Tale citazione di Candiani, tratta da Il silenzio è cosa viva, racchiude in sé l’attitudine con la quale Meoni vive quotidianamente lo studio; l’ascolto attivo di sé stessa e del mondo, il suo isolamento ricercato e non indotto da cause esterne, la stessa necessità di silenzio come catalizzatore di riflessioni. In studio l’artista rielabora una condizione esistenziale costituita da frammenti – oggettuali o corporei – senza tuttavia la pretesa di attribuire loro un senso. Li fissa sul legno, supporto prediletto tanto per la porosità quanto per la possibilità di intervenirvi attraverso incisioni o graffiature. E ne preserva la memoria, raccogliendo le spoglie della loro originaria unità, così da celebrarne, in qualche misura, il lento e inesorabile declino. In quest’ottica lo studio si fa laboratorio esperienziale di una progressiva dissoluzione; dal materiale all’immateriale, dal visibile all’invisibile. Beatrice Meoni ne è testimone attiva e insieme artefice imparziale.

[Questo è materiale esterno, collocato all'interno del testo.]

use std::collections::HashSet;
use std::path::{Path, PathBuf};

use serde::{Deserialize, Serialize};
use thiserror::Error;

use crate::app::{AppConfig, DiscoveredApp};
use crate::ports::DiscoveryFilter;

pub const DEFAULT_PORT: u16 = 3124;
pub const LOOPBACK: &str = "127.0.0.1";
pub const CONFIG_ENV: &str = "ARTIVIEW_CONFIG";
pub const CONFIG_NAMES: [&str; 4] = [
    "artiview.yaml",
    "artiview.yml",
    ".artiview.yaml",
    ".artiview.yml",
];

/// Directory whose presence marks a workspace root
pub const ARTIFACTS_DIR: &str = "Artifacts";
const WORKSPACE_SEARCH_DEPTH: usize = 10;

/// Configuration loading errors
#[derive(Debug, Error)]
pub enum ConfigError {
    #[error("IO error: {0}")]
    Io(#[from] std::io::Error),
    #[error("YAML parse error: {0}")]
    Yaml(#[from] serde_yaml::Error),
    #[error("duplicate app id '{0}'")]
    DuplicateAppId(String),
    #[error("app #{index} has an empty id")]
    EmptyAppId { index: usize },
    #[error("port {port} is already configured as app '{id}'")]
    PortConfigured { port: u16, id: String },
    #[error("no config file found, searched: {searched:?}")]
    NotFound { searched: Vec<PathBuf> },
}

/// Loopback file server settings
#[derive(Clone, Debug, PartialEq, Eq, Deserialize, Serialize)]
#[serde(default)]
pub struct ServerConfig {
    /// 3124 means "derive from the workspace path"
    pub port: u16,
    /// Page `/` redirects to, relative to the workspace root
    pub home_page: String,
    /// Size of the port range derived ports fall into
    pub port_span: u16,
    /// Consecutive ports tried when the chosen one is taken
    pub bind_attempts: u16,
}

impl Default for ServerConfig {
    fn default() -> Self {
        Self {
            port: DEFAULT_PORT,
            home_page: format!("{ARTIFACTS_DIR}/index.html"),
            port_span: 100,
            bind_attempts: 10,
        }
    }
}

/// A folder whose Markdown/HTML files are listed as artifacts
#[derive(Clone, Debug, PartialEq, Eq, Deserialize, Serialize)]
pub struct FolderConfig {
    pub label: String,
    /// Relative to the workspace root, or absolute
    pub path: PathBuf,
}

/// A folder with its path resolved against the workspace root
#[derive(Clone, Debug, PartialEq, Eq)]
pub struct ResolvedFolder {
    pub label: String,
    pub path: PathBuf,
}

#[derive(Clone, Debug, PartialEq, Eq, Deserialize, Serialize)]
#[serde(default)]
pub struct AppsConfig {
    pub enabled: bool,
    pub list: Vec<AppConfig>,
    /// How long `start` waits for the health URL
    pub health_timeout_ms: u64,
    pub health_interval_ms: u64,
}

impl Default for AppsConfig {
    fn default() -> Self {
        Self {
            enabled: true,
            list: Vec::new(),
            health_timeout_ms: 10_000,
            health_interval_ms: 500,
        }
    }
}

#[derive(Clone, Debug, PartialEq, Eq, Deserialize, Serialize)]
#[serde(default)]
pub struct RecentsConfig {
    pub limit: usize,
}

impl Default for RecentsConfig {
    fn default() -> Self {
        Self { limit: 24 }
    }
}

/// Root configuration file structure
#[derive(Clone, Debug, PartialEq, Eq, Deserialize, Serialize)]
#[serde(default)]
pub struct ViewerConfig {
    /// Display name reported by `/api/identity`, defaults to the workspace directory name
    #[serde(skip_serializing_if = "Option::is_none")]
    pub workspace: Option<String>,
    pub server: ServerConfig,
    pub folders: Vec<FolderConfig>,
    pub apps: AppsConfig,
    pub discovery: DiscoveryFilter,
    pub recents: RecentsConfig,
}

impl Default for ViewerConfig {
    fn default() -> Self {
        Self {
            workspace: None,
            server: ServerConfig::default(),
            folders: vec![FolderConfig {
                label: ARTIFACTS_DIR.into(),
                path: PathBuf::from(ARTIFACTS_DIR),
            }],
            apps: AppsConfig::default(),
            discovery: DiscoveryFilter::default(),
            recents: RecentsConfig::default(),
        }
    }
}

impl ViewerConfig {
    /// Load configuration from a file
    pub fn load(path: &Path) -> Result<Self, ConfigError> {
        let content = std::fs::read_to_string(path)?;
        Self::from_str(&content)
    }

    /// Load configuration from a string (useful for testing)
    pub fn from_str(content: &str) -> Result<Self, ConfigError> {
        // an empty file deserializes to unit, not to an empty mapping
        if content.trim().is_empty() {
            return Ok(Self::default());
        }
        let config: ViewerConfig = serde_yaml::from_str(content)?;
        config.validate()?;
        Ok(config)
    }

    /// Search for a config file in `start_dir` and its parents.
    ///
    /// `ARTIVIEW_CONFIG` takes precedence when it points at an existing file.
    pub fn discover(start_dir: &Path) -> Result<(PathBuf, Self), ConfigError> {
        let mut searched = Vec::new();

        if let Ok(env_path) = std::env::var(CONFIG_ENV) {
            let path = PathBuf::from(&env_path);
            if path.exists() {
                return Ok((path.clone(), Self::load(&path)?));
            }
            searched.push(path);
        }

        let mut dir = Some(start_dir);
        while let Some(current) = dir {
            for name in &CONFIG_NAMES {
                let path = current.join(name);
                if path.exists() {
                    return Ok((path.clone(), Self::load(&path)?));
                }
                searched.push(path);
            }
            dir = current.parent();
        }

        Err(ConfigError::NotFound { searched })
    }

    /// Like [`ViewerConfig::discover`], but a missing file yields the defaults
    pub fn discover_or_default(start_dir: &Path) -> Result<(Option<PathBuf>, Self), ConfigError> {
        match Self::discover(start_dir) {
            Ok((path, config)) => Ok((Some(path), config)),
            Err(ConfigError::NotFound { .. }) => Ok((None, Self::default())),
            Err(e) => Err(e),
        }
    }

    pub fn save(&self, path: &Path) -> Result<(), ConfigError> {
        let content = serde_yaml::to_string(self)?;
        std::fs::write(path, content)?;
        Ok(())
    }

    /// Validate the configuration
    pub fn validate(&self) -> Result<(), ConfigError> {
        let mut ids = HashSet::new();
        for (index, app) in self.apps.list.iter().enumerate() {
            if app.id.trim().is_empty() {
                return Err(ConfigError::EmptyAppId { index });
            }
            if !ids.insert(app.id.as_str()) {
                return Err(ConfigError::DuplicateAppId(app.id.clone()));
            }
        }
        Ok(())
    }

    pub fn app(&self, id: &str) -> Option<&AppConfig> {
        self.apps.list.iter().find(|app| app.id == id)
    }

    /// Add a discovered listener as a configured app with no start command.
    pub fn adopt(&mut self, discovered: &DiscoveredApp, name: &str) -> Result<&AppConfig, ConfigError> {
        if let Some(existing) = self.apps.list.iter().find(|app| app.port == discovered.port) {
            return Err(ConfigError::PortConfigured {
                port: discovered.port,
                id: existing.id.clone(),
            });
        }

        let id = format!("app-{}", discovered.port);
        if self.app(&id).is_some() {
            return Err(ConfigError::DuplicateAppId(id));
        }

        self.apps.list.push(AppConfig {
            id,
            name: name.to_string(),
            port: discovered.port,
            start_cmd: String::new(),
            stop_cmd: None,
            cwd: String::new(),
            health_url: discovered.health_url.clone(),
            category: None,
        });
        Ok(&self.apps.list[self.apps.list.len() - 1])
    }

    pub fn resolve_folders(&self, workspace_root: &Path) -> Vec<ResolvedFolder> {
        self.folders
            .iter()
            .map(|folder| ResolvedFolder {
                label: folder.label.clone(),
                path: resolve_path(workspace_root, &folder.path),
            })
            .collect()
    }

    /// Workspace display name
    pub fn workspace_name(&self, workspace_root: &Path) -> String {
        self.workspace.clone().unwrap_or_else(|| {
            workspace_root
                .file_name()
                .map(|name| name.to_string_lossy().into_owned())
                .unwrap_or_else(|| workspace_root.display().to_string())
        })
    }

    /// First port the server tries to bind for this workspace
    pub fn server_port(&self, workspace_root: &Path) -> u16 {
        workspace_port(
            self.server.port,
            &workspace_root.to_string_lossy(),
            self.server.port_span,
        )
    }
}

pub fn resolve_path(workspace_root: &Path, path: &Path) -> PathBuf {
    if path.is_absolute() {
        path.to_path_buf()
    } else {
        workspace_root.join(path)
    }
}

/// `s[0]*31^(n-1) + ... + s[n-1]` over UTF-16 code units, where each step
/// truncates the running value to 32 bits before the multiply.
pub fn workspace_hash(workspace: &str) -> i64 {
    workspace.encode_utf16().fold(0i64, |hash, unit| {
        let shifted = (hash as i32).wrapping_shl(5) as i64;
        shifted - hash + i64::from(unit)
    })
}

/// A configured non-default port is used as-is. The default port is spread
/// over `span` ports by the workspace path so several workspaces can run
/// side by side.
pub fn workspace_port(configured: u16, workspace: &str, span: u16) -> u16 {
    if configured != DEFAULT_PORT || workspace.is_empty() || span == 0 {
        return configured;
    }
    let offset = workspace_hash(workspace).unsigned_abs() % u64::from(span);
    DEFAULT_PORT.saturating_add(offset as u16)
}

/// Nearest ancestor (up to ten levels) containing an `Artifacts` directory
pub fn find_workspace_root(start: &Path) -> Option<PathBuf> {
    start
        .ancestors()
        .take(WORKSPACE_SEARCH_DEPTH + 1)
        .find(|dir| dir.join(ARTIFACTS_DIR).is_dir())
        .map(Path::to_path_buf)
}

#[cfg(test)]
mod tests {
    use super::*;

    fn discovered(port: u16) -> DiscoveredApp {
        DiscoveredApp {
            port,
            pid: 10,
            process: "node".into(),
            health_url: format!("http://127.0.0.1:{port}/"),
            is_aimax_viewer: false,
            title: None,
            workspace_name: None,
        }
    }

    #[test]
    fn test_defaults() {
        let config = ViewerConfig::from_str("").unwrap();
        assert_eq!(config.server.port, 3124);
        assert_eq!(config.server.home_page, "Artifacts/index.html");
        assert_eq!(config.folders.len(), 1);
        assert_eq!(config.folders[0].label, "Artifacts");
        assert!(config.apps.enabled);
        assert_eq!(config.apps.health_timeout_ms, 10_000);
        assert_eq!(config.discovery.max_port, 50000);
        assert_eq!(config.recents.limit, 24);
    }

    #[test]
    fn test_parse_config() {
        let yaml = r#"
workspace: notes
server:
  port: 4000
folders:
  - label: Docs
    path: docs
  - label: Shared
    path: /srv/shared
apps:
  list:
    - id: api
      name: API
      port: 8000
      startCmd: cargo run
      cwd: api
      healthUrl: http://127.0.0.1:8000/health
    - id: web
      name: Web
      port: 5173
      start_cmd: npm run dev
      stop_cmd: npm run stop
      cwd: web
      health_url: http://127.0.0.1:5173/
      category: frontend
"#;
        let config = ViewerConfig::from_str(yaml).unwrap();
        assert_eq!(config.workspace.as_deref(), Some("notes"));
        assert_eq!(config.server.port, 4000);
        assert_eq!(config.server.port_span, 100);
        assert_eq!(config.apps.list.len(), 2);
        assert_eq!(config.app("web").unwrap().stop_cmd(), Some("npm run stop"));
        let ports: Vec<u16> = config.apps.list.iter().map(|app| app.port).collect();
        assert_eq!(ports, vec![8000, 5173]);

        let folders = config.resolve_folders(Path::new("/work"));
        assert_eq!(folders[0].path, PathBuf::from("/work/docs"));
        assert_eq!(folders[1].path, PathBuf::from("/srv/shared"));
    }

    #[test]
    fn test_duplicate_app_id() {
        let yaml = "apps:\n  list:\n    - {id: a, name: A, port: 1}\n    - {id: a, name: B, port: 2}\n";
        let err = ViewerConfig::from_str(yaml).unwrap_err();
        assert!(matches!(err, ConfigError::DuplicateAppId(id) if id == "a"));
    }

    #[test]
    fn test_empty_app_id() {
        let yaml = "apps:\n  list:\n    - {id: ' ', name: A, port: 1}\n";
        let err = ViewerConfig::from_str(yaml).unwrap_err();
        assert!(matches!(err, ConfigError::EmptyAppId { index: 0 }));
    }

    #[test]
    fn test_adopt_discovered_app() {
        let mut config = ViewerConfig::default();
        let app = config.adopt(&discovered(9000), "Storybook").unwrap();
        assert_eq!(app.id, "app-9000");
        assert_eq!(app.name, "Storybook");
        assert!(!app.has_start_cmd());
        assert_eq!(app.health_url, "http://127.0.0.1:9000/");

        let err = config.adopt(&discovered(9000), "Again").unwrap_err();
        assert!(matches!(err, ConfigError::PortConfigured { port: 9000, .. }));
    }

    #[test]
    fn test_save_and_load_round_trip() {
        let dir = tempfile::tempdir().unwrap();
        let path = dir.path().join("artiview.yaml");

        let mut config = ViewerConfig::default();
        config.adopt(&discovered(7000), "Seven").unwrap();
        config.save(&path).unwrap();

        let loaded = ViewerConfig::load(&path).unwrap();
        assert_eq!(loaded, config);
    }

    #[test]
    fn test_discover_walks_parents() {
        let dir = tempfile::tempdir().unwrap();
        let nested = dir.path().join("a/b/c");
        std::fs::create_dir_all(&nested).unwrap();
        std::fs::write(dir.path().join(".artiview.yml"), "workspace: found\n").unwrap();

        let (path, config) = ViewerConfig::discover(&nested).unwrap();
        assert_eq!(path, dir.path().join(".artiview.yml"));
        assert_eq!(config.workspace.as_deref(), Some("found"));
    }

    #[test]
    fn test_workspace_hash_matches_string_hash() {
        assert_eq!(workspace_hash(""), 0);
        assert_eq!(workspace_hash("a"), 97);
        assert_eq!(workspace_hash("ab"), 97 * 31 + 98);
        assert_eq!(workspace_hash("abc"), (97 * 31 + 98) * 31 + 99);
    }

    #[test]
    fn test_workspace_port() {
        assert_eq!(workspace_port(4000, "/any/where", 100), 4000);
        assert_eq!(workspace_port(3124, "", 100), 3124);
        // "abc" hashes to 96354
        assert_eq!(workspace_port(3124, "abc", 100), 3124 + 54);

        let port = workspace_port(3124, "/Users/someone/projects/a-rather-long-workspace-path", 100);
        assert!((3124..3224).contains(&port));
    }

    #[test]
    fn test_find_workspace_root() {
        let dir = tempfile::tempdir().unwrap();
        std::fs::create_dir_all(dir.path().join("Artifacts")).unwrap();
        let nested = dir.path().join("src/deep/er");
        std::fs::create_dir_all(&nested).unwrap();

        assert_eq!(find_workspace_root(&nested), Some(dir.path().to_path_buf()));
        assert_eq!(find_workspace_root(dir.path()), Some(dir.path().to_path_buf()));
    }

    #[test]
    fn test_workspace_name_defaults_to_dir_name() {
        let config = ViewerConfig::default();
        assert_eq!(config.workspace_name(Path::new("/home/me/notes")), "notes");
    }
}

La pittura di Beatrice Meoni (Firenze, 1960) è caratterizzata da una figurazione minimale in cui il corpo umano e gli oggetti rappresentati si mostrano e si nascondono nello stesso tempo. Dettagli anatomici, suppellettili e ritagli di mondo si alternano vorticosamente sulla superficie, grazie a colori puri, opachi e pastosi, e a un segno scarno e potente che allude in maniera sintetica e silenziosa alla realtà. Meoni ha esposto presso la Galleria Nazionale d’Arte Moderna e Contemporanea, Roma, il Museo Civico Luigi Varoli, Cotignola (RA), il Museo d’Arte Contemporanea Villa Croce, Genova, il Museo Arte Contemporanea, Lissone (MB), il CAMeC, La Spezia, Mars, Milano. Vive e lavora a Sarzana (SP).